As evolutionary cell biologists we try to look at things from the bird’s eye perspective. We work almost as much in the dry lab at the desk as we do in the wet lab at the bench. We analyse a variety of organisms and have Trichomonas vaginalis, Euglena gracilis, Chlamydomonas reinhardtii, Bigelowiella natans, Poryphyridium purpureum, Vaucheria litorea, Acetabularia acetabulum and Bryopsis hypnoides currently in culture. Some of the algae initially found their way into our lab as a food source for the only animals that live with us: photosynthetic sacoglossan sea slugs, in our case mostly Elysia timida and Elysia viridis. It turns out that there’s a lot to learn from the algae for other reasons and they’re therefore in the focus of our attention, more recently especially C. reinhardtii. The curiosity of one previous master student, Hendrik Teschke, has also led us to take a closer look at the plastid-to-nucleus ratio in Vaucheria specs. That is rather surprising, but more on that in the future. We guess for now you want to hear more about the slugs. You’re not alone.
It’s fair to say that we are one of the few institutes — unfortunately — that actively work on these curious animals and that is strange when you come to think of it.

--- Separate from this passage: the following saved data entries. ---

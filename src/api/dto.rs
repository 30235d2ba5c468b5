//! Wire data transfer objects
//!
//! Remote records as the hosting service sends them, and the payloads
//! sent for create/update calls. Timestamps arrive as unix seconds (string
//! or number) or as RFC 3339 strings; boolean flags sometimes arrive as
//! `0`/`1` or `"true"`.

use base64::{Engine as _, engine::general_purpose};
use chrono::{DateTime, Utc};
use serde::{Deserialize, Serialize};

// =============================================================================
// Timeline
// =============================================================================

#[derive(Debug, Clone, PartialEq, Serialize, Deserialize)]
pub struct StatusDto {
    pub id: String,
    pub address: String,
    #[serde(rename = "created", deserialize_with = "timestamp::deserialize")]
    pub created_at: DateTime<Utc>,
    #[serde(default)]
    pub emoji: Option<String>,
    pub content: String,
    #[serde(default)]
    pub external_url: Option<String>,
}

#[derive(Debug, Deserialize)]
pub struct StatusList {
    pub statuses: Vec<StatusDto>,
}

#[derive(Debug, Deserialize)]
pub struct StatusEnvelope {
    pub status: StatusDto,
}

/// New status or replacement content of an existing one
#[derive(Debug, Clone, PartialEq, Serialize)]
pub struct StatusDraft {
    pub content: String,
    #[serde(skip_serializing_if = "Option::is_none")]
    pub emoji: Option<String>,
    #[serde(skip_serializing_if = "Option::is_none")]
    pub external_url: Option<String>,
}

// =============================================================================
// Bookmarks (PURLs)
// =============================================================================

#[derive(Debug, Clone, PartialEq, Serialize, Deserialize)]
pub struct PurlDto {
    pub name: String,
    pub url: String,
    #[serde(default)]
    pub counter: Option<u64>,
    #[serde(default, deserialize_with = "flag::deserialize")]
    pub listed: bool,
}

#[derive(Debug, Deserialize)]
pub struct PurlList {
    pub purls: Vec<PurlDto>,
}

#[derive(Debug, Deserialize)]
pub struct PurlEnvelope {
    pub purl: PurlDto,
}

#[derive(Debug, Clone, PartialEq, Serialize)]
pub struct PurlDraft {
    pub name: String,
    pub url: String,
    pub listed: bool,
}

// =============================================================================
// Pastes
// =============================================================================

#[derive(Debug, Clone, PartialEq, Serialize, Deserialize)]
pub struct PasteDto {
    pub title: String,
    pub content: String,
    #[serde(rename = "modified_on", deserialize_with = "timestamp::deserialize")]
    pub modified_at: DateTime<Utc>,
    #[serde(default, deserialize_with = "flag::deserialize")]
    pub listed: bool,
}

#[derive(Debug, Deserialize)]
pub struct PasteList {
    pub pastebin: Vec<PasteDto>,
}

#[derive(Debug, Deserialize)]
pub struct PasteEnvelope {
    pub paste: PasteDto,
}

#[derive(Debug, Clone, PartialEq, Serialize)]
pub struct PasteDraft {
    pub title: String,
    pub content: String,
    pub listed: bool,
}

/// Replacement content of an existing paste; the title is the key
#[derive(Debug, Clone, PartialEq)]
pub struct PastePatch {
    pub content: String,
    pub listed: bool,
}

impl PastePatch {
    pub fn into_draft(self, title: &str) -> PasteDraft {
        PasteDraft {
            title: title.to_string(),
            content: self.content,
            listed: self.listed,
        }
    }
}

// =============================================================================
// Pictures
// =============================================================================

#[derive(Debug, Clone, PartialEq, Serialize, Deserialize)]
pub struct PicDto {
    pub id: String,
    pub url: String,
    #[serde(rename = "created", deserialize_with = "timestamp::deserialize")]
    pub created_at: DateTime<Utc>,
    #[serde(default)]
    pub size: Option<u64>,
    #[serde(default)]
    pub mime: Option<String>,
    #[serde(default)]
    pub description: Option<String>,
    #[serde(default)]
    pub tags: Vec<String>,
    #[serde(default, deserialize_with = "flag::deserialize")]
    pub hidden: bool,
}

#[derive(Debug, Deserialize)]
pub struct PicList {
    pub pics: Vec<PicDto>,
}

#[derive(Debug, Deserialize)]
pub struct PicEnvelope {
    pub pic: PicDto,
}

/// Result of the raw upload step
#[derive(Debug, Deserialize)]
pub struct PicUploadResponse {
    pub id: String,
    #[serde(default)]
    pub url: Option<String>,
}

/// Raw upload body: the image bytes, base64-encoded
#[derive(Debug, Clone, PartialEq, Serialize)]
pub struct PicUpload {
    pub pic: String,
}

impl PicUpload {
    pub fn from_bytes(bytes: &[u8]) -> Self {
        Self {
            pic: general_purpose::STANDARD.encode(bytes),
        }
    }
}

fn is_false(value: &bool) -> bool {
    !*value
}

/// Picture annotation
///
/// `hidden` is only ever sent when true.
#[derive(Debug, Clone, PartialEq, Default, Serialize)]
pub struct PicMetadata {
    #[serde(skip_serializing_if = "Option::is_none")]
    pub description: Option<String>,
    #[serde(skip_serializing_if = "Vec::is_empty")]
    pub tags: Vec<String>,
    #[serde(skip_serializing_if = "is_false")]
    pub hidden: bool,
}

/// New picture: bytes to upload plus the annotation applied afterwards
#[derive(Debug, Clone, PartialEq)]
pub struct PicDraft {
    pub bytes: Vec<u8>,
    pub metadata: PicMetadata,
}

// =============================================================================
// Weblog
// =============================================================================

#[derive(Debug, Clone, PartialEq, Serialize, Deserialize)]
pub struct WeblogEntryDto {
    #[serde(rename = "entry")]
    pub entry_id: String,
    #[serde(default)]
    pub title: String,
    #[serde(default)]
    pub location: String,
    #[serde(default)]
    pub status: String,
    #[serde(rename = "date", deserialize_with = "timestamp::deserialize")]
    pub published_at: DateTime<Utc>,
    #[serde(default)]
    pub body: String,
}

#[derive(Debug, Deserialize)]
pub struct WeblogList {
    pub entries: Vec<WeblogEntryDto>,
}

#[derive(Debug, Deserialize)]
pub struct WeblogEnvelope {
    pub entry: WeblogEntryDto,
}

/// Raw weblog entry source, front matter included; sent as plain text
#[derive(Debug, Clone, PartialEq)]
pub struct WeblogDraft {
    pub content: String,
}

// =============================================================================
// Now page
// =============================================================================

#[derive(Debug, Clone, PartialEq, Serialize, Deserialize)]
pub struct NowDto {
    pub content: String,
    #[serde(rename = "updated", deserialize_with = "timestamp::deserialize")]
    pub updated_at: DateTime<Utc>,
    #[serde(default, deserialize_with = "flag::deserialize")]
    pub listed: bool,
}

#[derive(Debug, Deserialize)]
pub struct NowEnvelope {
    pub now: NowDto,
}

#[derive(Debug, Clone, PartialEq, Serialize)]
pub struct NowDraft {
    pub content: String,
    pub listed: bool,
}

// =============================================================================
// Web page
// =============================================================================

#[derive(Debug, Clone, PartialEq, Serialize, Deserialize)]
pub struct WebDto {
    pub content: String,
    #[serde(rename = "modified", deserialize_with = "timestamp::deserialize")]
    pub modified_at: DateTime<Utc>,
    #[serde(default, deserialize_with = "flag::deserialize")]
    pub published: bool,
}

#[derive(Debug, Clone, PartialEq, Serialize)]
pub struct WebDraft {
    pub content: String,
    pub publish: bool,
}

// =============================================================================
// Lenient field decoders
// =============================================================================

mod timestamp {
    use chrono::{DateTime, NaiveDateTime, Utc};
    use serde::{Deserialize, Deserializer, de::Error};

    #[derive(Deserialize)]
    #[serde(untagged)]
    enum Raw {
        Seconds(i64),
        Text(String),
    }

    pub fn deserialize<'de, D: Deserializer<'de>>(
        deserializer: D,
    ) -> Result<DateTime<Utc>, D::Error> {
        match Raw::deserialize(deserializer)? {
            Raw::Seconds(seconds) => {
                from_seconds(seconds).ok_or_else(|| D::Error::custom("timestamp out of range"))
            }
            Raw::Text(text) => parse(&text)
                .ok_or_else(|| D::Error::custom(format!("invalid timestamp '{text}'"))),
        }
    }

    fn from_seconds(seconds: i64) -> Option<DateTime<Utc>> {
        DateTime::from_timestamp(seconds, 0)
    }

    pub(super) fn parse(text: &str) -> Option<DateTime<Utc>> {
        let text = text.trim();
        if let Ok(seconds) = text.parse::<i64>() {
            return from_seconds(seconds);
        }
        if let Ok(at) = DateTime::parse_from_rfc3339(text) {
            return Some(at.with_timezone(&Utc));
        }
        NaiveDateTime::parse_from_str(text, "%Y-%m-%d %H:%M:%S")
            .ok()
            .map(|naive| naive.and_utc())
    }
}

mod flag {
    use serde::{Deserialize, Deserializer};

    #[derive(Deserialize)]
    #[serde(untagged)]
    enum Raw {
        Bool(bool),
        Number(i64),
        Text(String),
        Null(()),
    }

    pub fn deserialize<'de, D: Deserializer<'de>>(deserializer: D) -> Result<bool, D::Error> {
        Ok(match Raw::deserialize(deserializer)? {
            Raw::Bool(value) => value,
            Raw::Number(value) => value != 0,
            Raw::Text(value) => matches!(
                value.trim().to_ascii_lowercase().as_str(),
                "1" | "true" | "yes"
            ),
            Raw::Null(()) => false,
        })
    }
}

These sea slugs are the only animals we know that can harbour functional plastids in the cytosol of their own cells. These marine critters seem to blur the clear-cut line we are all so familiar with and which divides the animal and plant world.
There are more than 300 described members of the family Sacoglossa (more commonly known as ‘sap-sucking slugs’) and a few species within this diverse family are known to have a very special ability: they are able to sequester (i.e. specifically isolate) plastids from their algae food source and keep them fully functional in their own animal cells. They are known as photosynthetic slugs. Their ability, known as kleptoplasty (stealing plastids), is not totally uncommon and is also observed among ciliates, dinoflagellates and foraminifera. Yet, among multicellular organisms the sacoglossan slugs are the only ones we know that do this. These sea slugs are considered “photosynthetic“ because the stolen plastids (kleptoplasts) continue to fix CO2 in a light-dependent manner. If you want to know more about the topic I can recommend “A sea slug’s guide to plastid symbiosis” (de Vries et al. 2014 in Acta Soc Bot Pol) or “Plastid survival in the cytosol of animal cells” (de Vries et al. 2014 in Trends Plant Sci). Yes, they’re both from our lab but they’re also the most recent reviews on the issue.
At some point we were culturing five different sacoglossan species in our laboratory simultaneously (Bosellia mimetica, Placida dendritica, Elysia cornigera, Elysia timida and Elysia viridis) but we’ve never been able to get our hands on Elysia chlorotica, the “big sexy green one”. The latter is thought to be the champion in plastid retention (more than 6 months according to the literature), but for years now no one, including us, has been able to find any specimens in the wild. We’ve done collection trips to the Marine Biological Laboratory at Woods Hole, USA, but to no avail. We’re now focusing largely on E. timida and E. viridis, which brings me to next week’s blog: we’re on a fieldwork trip to St. Elba, Italy, to explore a research station for teaching purposes (a bachelor course) and that furthermore gives us the chance to meet E. timida and its food alga A. acetabulum in the wild.